Hindus take auspicious plunge during India’s Kumbh Mela

Millions of Hindu enthusiast will take a holy dip in the Ganges River on Monday on one of the six most propitious days to bathe during Kumbh Mela – the world’s largest religious festival.
More than 18 million pilgrims – led by naked, ash-smeared anchorite – entered the terra last week as the festival began.
During the eight-week convention at Prayagraj, in the northern state of Uttar Pradesh, up to 150 million people, counting a million foreign visitors, are expected to bathe at the convergence of the Ganges, the Yamuna, and a fabulous third river, the Saraswati.

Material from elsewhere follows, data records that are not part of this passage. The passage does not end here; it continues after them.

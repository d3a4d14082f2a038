use serde::Serialize;
use sysinfo::{ProcessesToUpdate, System};

/// Static host identity and uptime information.
#[derive(Debug, Serialize)]
pub struct HostInfo {
    pub hostname: String,
    pub uptime: u64,
    pub procs: u64,
    pub os: String,
    pub platform: String,
    pub platform_version: String,
    pub kernel_version: String,
    pub kernel_arch: String,
}

/// Collect host information.
pub fn info() -> HostInfo {
    let mut sys = System::new();
    sys.refresh_processes(ProcessesToUpdate::All, true);

    HostInfo {
        hostname: System::host_name().unwrap_or_else(|| "unknown".to_string()),
        uptime: System::uptime(),
        procs: sys.processes().len() as u64,
        os: System::name().unwrap_or_else(|| "unknown".to_string()),
        platform: System::distribution_id(),
        platform_version: System::os_version().unwrap_or_else(|| "unknown".to_string()),
        kernel_version: System::kernel_version().unwrap_or_else(|| "unknown".to_string()),
        kernel_arch: std::env::consts::ARCH.to_string(),
    }
}
use thiserror::Error;

/// Unified crate error type.
///
/// Only whole-listing failures and explicit lookups surface as errors.
/// Per-field reads on individual processes degrade to zero values and are
/// never reported through this type.
#[derive(Debug, Error)]
pub enum Error {
    /// The process table itself could not be read.
    #[error("process enumeration failed: {0}")]
    Enumeration(String),

    /// A /proc read failed.
    #[error("procfs read failed: {0}")]
    Procfs(#[from] procfs::ProcError),

    /// statvfs on a mountpoint failed.
    #[error("statvfs failed for {path}: {source}")]
    Statvfs {
        path: String,
        #[source]
        source: nix::Error,
    },

    /// No such block device in /proc/diskstats.
    #[error("device not found: {0}")]
    DeviceNotFound(String),

    /// No such network interface.
    #[error("interface not found: {0}")]
    InterfaceNotFound(String),

    /// No process with this pid.
    #[error("process not found: {0}")]
    ProcessNotFound(u32),

    /// Sending a signal to a process failed.
    #[error("failed to signal pid {pid}: {reason}")]
    Signal { pid: u32, reason: String },
}

pub type Result<T> = std::result::Result<T, Error>;
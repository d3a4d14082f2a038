use std::path::Path;

use serde::Serialize;

use crate::{Error, Result};

/// One mounted filesystem.
#[derive(Debug, Serialize)]
pub struct Partition {
    pub device: String,
    pub mountpoint: String,
    pub fstype: String,
    pub opts: Vec<String>,
}

/// List mounted filesystems from /proc/mounts.
///
/// With `all` false, only device-backed filesystems (those whose source
/// lives under /dev) are returned; with `all` true, every mount including
/// pseudo-filesystems.
pub fn partitions(all: bool) -> Result<Vec<Partition>> {
    let mounts = procfs::mounts()?;
    let stats = mounts
        .into_iter()
        .filter(|m| all || m.fs_spec.starts_with("/dev/"))
        .map(|m| {
            let mut opts: Vec<String> = m
                .fs_mntops
                .iter()
                .map(|(k, v)| match v {
                    Some(v) => format!("{k}={v}"),
                    None => k.clone(),
                })
                .collect();
            opts.sort();
            Partition {
                device: m.fs_spec,
                mountpoint: m.fs_file,
                fstype: m.fs_vfstype,
                opts,
            }
        })
        .collect();
    Ok(stats)
}

/// Space and inode usage of one mounted filesystem, byte values.
#[derive(Debug, Serialize)]
pub struct DiskUsage {
    pub path: String,
    pub fstype: String,
    pub total: u64,
    pub free: u64,
    pub used: u64,
    pub used_percent: f64,
    pub inodes_total: u64,
    pub inodes_used: u64,
    pub inodes_free: u64,
    pub inodes_used_percent: f64,
}

/// Usage of the filesystem mounted at `mountpoint` (a path such as "/",
/// not a device node).
pub fn usage(mountpoint: &str) -> Result<DiskUsage> {
    let stat =
        nix::sys::statvfs::statvfs(Path::new(mountpoint)).map_err(|source| Error::Statvfs {
            path: mountpoint.to_string(),
            source,
        })?;

    let bsize = stat.fragment_size() as u64;
    let total = stat.blocks() as u64 * bsize;
    // "free" is what an unprivileged caller can still use.
    let free = stat.blocks_available() as u64 * bsize;
    let used = (stat.blocks() as u64).saturating_sub(stat.blocks_free() as u64) * bsize;
    let used_percent = if used + free > 0 {
        used as f64 / (used + free) as f64 * 100.0
    } else {
        0.0
    };

    let inodes_total = stat.files() as u64;
    let inodes_free = stat.files_free() as u64;
    let inodes_used = inodes_total.saturating_sub(inodes_free);
    let inodes_used_percent = if inodes_total > 0 {
        inodes_used as f64 / inodes_total as f64 * 100.0
    } else {
        0.0
    };

    let fstype = procfs::mounts()?
        .into_iter()
        .find(|m| m.fs_file == mountpoint)
        .map(|m| m.fs_vfstype)
        .unwrap_or_default();

    Ok(DiskUsage {
        path: mountpoint.to_string(),
        fstype,
        total,
        free,
        used,
        used_percent,
        inodes_total,
        inodes_used,
        inodes_free,
        inodes_used_percent,
    })
}

/// Usage of every mounted filesystem; `all` as in [`partitions`].
///
/// Mountpoints that cannot be statted (stale or permission-restricted
/// mounts) are skipped rather than failing the whole listing.
pub fn usage_all(all: bool) -> Result<Vec<DiskUsage>> {
    let mut stats = Vec::new();
    for p in partitions(all)? {
        match usage(&p.mountpoint) {
            Ok(u) => stats.push(u),
            Err(e) => tracing::debug!(mountpoint = %p.mountpoint, "skipping mount: {e}"),
        }
    }
    Ok(stats)
}

/// Cumulative IO counters of one block device from /proc/diskstats.
///
/// Counts are operations, bytes are sector counts scaled by the kernel's
/// fixed 512-byte sector unit, times are milliseconds.
#[derive(Debug, Serialize)]
pub struct DiskIoCounters {
    pub name: String,
    pub read_count: u64,
    pub merged_read_count: u64,
    pub write_count: u64,
    pub merged_write_count: u64,
    pub read_bytes: u64,
    pub write_bytes: u64,
    pub read_time: u64,
    pub write_time: u64,
    pub iops_in_progress: u64,
    pub io_time: u64,
    pub weighted_io: u64,
}

// /proc/diskstats sector counts are always in 512-byte units.
const SECTOR_SIZE: u64 = 512;

/// IO counters for `device` (a name such as "vda" or "vda1"; a full /dev
/// path is accepted and reduced to its basename).
pub fn io_counters(device: &str) -> Result<DiskIoCounters> {
    let name = Path::new(device)
        .file_name()
        .map(|n| n.to_string_lossy().to_string())
        .unwrap_or_else(|| device.to_string());

    let stat = procfs::diskstats()?
        .into_iter()
        .find(|d| d.name == name)
        .ok_or_else(|| Error::DeviceNotFound(name.clone()))?;

    Ok(DiskIoCounters {
        name: stat.name,
        read_count: stat.reads,
        merged_read_count: stat.merged,
        write_count: stat.writes,
        merged_write_count: stat.writes_merged,
        read_bytes: stat.sectors_read * SECTOR_SIZE,
        write_bytes: stat.sectors_written * SECTOR_SIZE,
        read_time: stat.time_reading,
        write_time: stat.time_writing,
        iops_in_progress: stat.in_progress,
        io_time: stat.time_in_progress,
        weighted_io: stat.weighted_time_in_progress,
    })
}
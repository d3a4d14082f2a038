use procfs::{Current, Meminfo};
use serde::Serialize;

use crate::Result;

/// Physical memory usage, all values in bytes.
#[derive(Debug, Serialize)]
pub struct VirtualMemory {
    pub total: u64,
    pub available: u64,
    pub used: u64,
    pub used_percent: f64,
    pub free: u64,
    pub active: u64,
    pub inactive: u64,
    pub buffers: u64,
    pub cached: u64,
    pub shared: u64,
    pub slab: u64,
    pub s_reclaimable: u64,
}

/// Read physical memory usage from /proc/meminfo.
///
/// `used` excludes buffers and page cache; `available` is the kernel's
/// MemAvailable estimate (falling back to MemFree on old kernels).
pub fn virtual_memory() -> Result<VirtualMemory> {
    let m = Meminfo::current()?;
    let used = m
        .mem_total
        .saturating_sub(m.mem_free)
        .saturating_sub(m.buffers)
        .saturating_sub(m.cached);
    let used_percent = if m.mem_total > 0 {
        used as f64 / m.mem_total as f64 * 100.0
    } else {
        0.0
    };
    Ok(VirtualMemory {
        total: m.mem_total,
        available: m.mem_available.unwrap_or(m.mem_free),
        used,
        used_percent,
        free: m.mem_free,
        active: m.active,
        inactive: m.inactive,
        buffers: m.buffers,
        cached: m.cached,
        shared: m.shmem.unwrap_or(0),
        slab: m.slab,
        s_reclaimable: m.s_reclaimable.unwrap_or(0),
    })
}

/// Swap usage and paging activity, byte values where noted.
#[derive(Debug, Serialize)]
pub struct SwapMemory {
    pub total: u64,
    pub used: u64,
    pub free: u64,
    pub used_percent: f64,
    /// Bytes swapped in since boot.
    pub sin: u64,
    /// Bytes swapped out since boot.
    pub sout: u64,
    /// Bytes paged in since boot.
    pub pg_in: u64,
    /// Bytes paged out since boot.
    pub pg_out: u64,
    /// Page faults since boot (count, not bytes).
    pub pg_fault: u64,
}

/// Read swap usage from /proc/meminfo and paging counters from /proc/vmstat.
///
/// Any counter missing from vmstat reads as zero.
pub fn swap_memory() -> Result<SwapMemory> {
    let m = Meminfo::current()?;
    let vm = procfs::vmstat()?;
    let page_size = procfs::page_size();

    let counter = |key: &str| vm.get(key).copied().unwrap_or(0).max(0) as u64;

    let used = m.swap_total.saturating_sub(m.swap_free);
    let used_percent = if m.swap_total > 0 {
        used as f64 / m.swap_total as f64 * 100.0
    } else {
        0.0
    };
    Ok(SwapMemory {
        total: m.swap_total,
        used,
        free: m.swap_free,
        used_percent,
        sin: counter("pswpin") * page_size,
        sout: counter("pswpout") * page_size,
        pg_in: counter("pgpgin") * page_size,
        pg_out: counter("pgpgout") * page_size,
        pg_fault: counter("pgfault"),
    })
}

For the first time at the Kumbh Mela, an epicene ashram known as the Kinnar Akhara and led by rights LGBTQ activist Lakshmi Narayan Tripathi from Mumbai joined the holy bathing. Tripathi, a tattooed epicene leader and a former reality TV star, has become an unlikely icon at the festival.
India legalised gay sex in September, but the LGBTQ circle still faces preconception in the deeply religious country.
The Kumbh Mela festival has its rhizome in a Hindu heritage that says the God Vishnu wrested a golden pot holding the nectar of constancy from cacodemon.
In a 12-day fight for guardianship, four drops fell to Earth, in the cities of Prayagraj, Haridwar, Ujjain and Nasik, which now share the Kumbhs.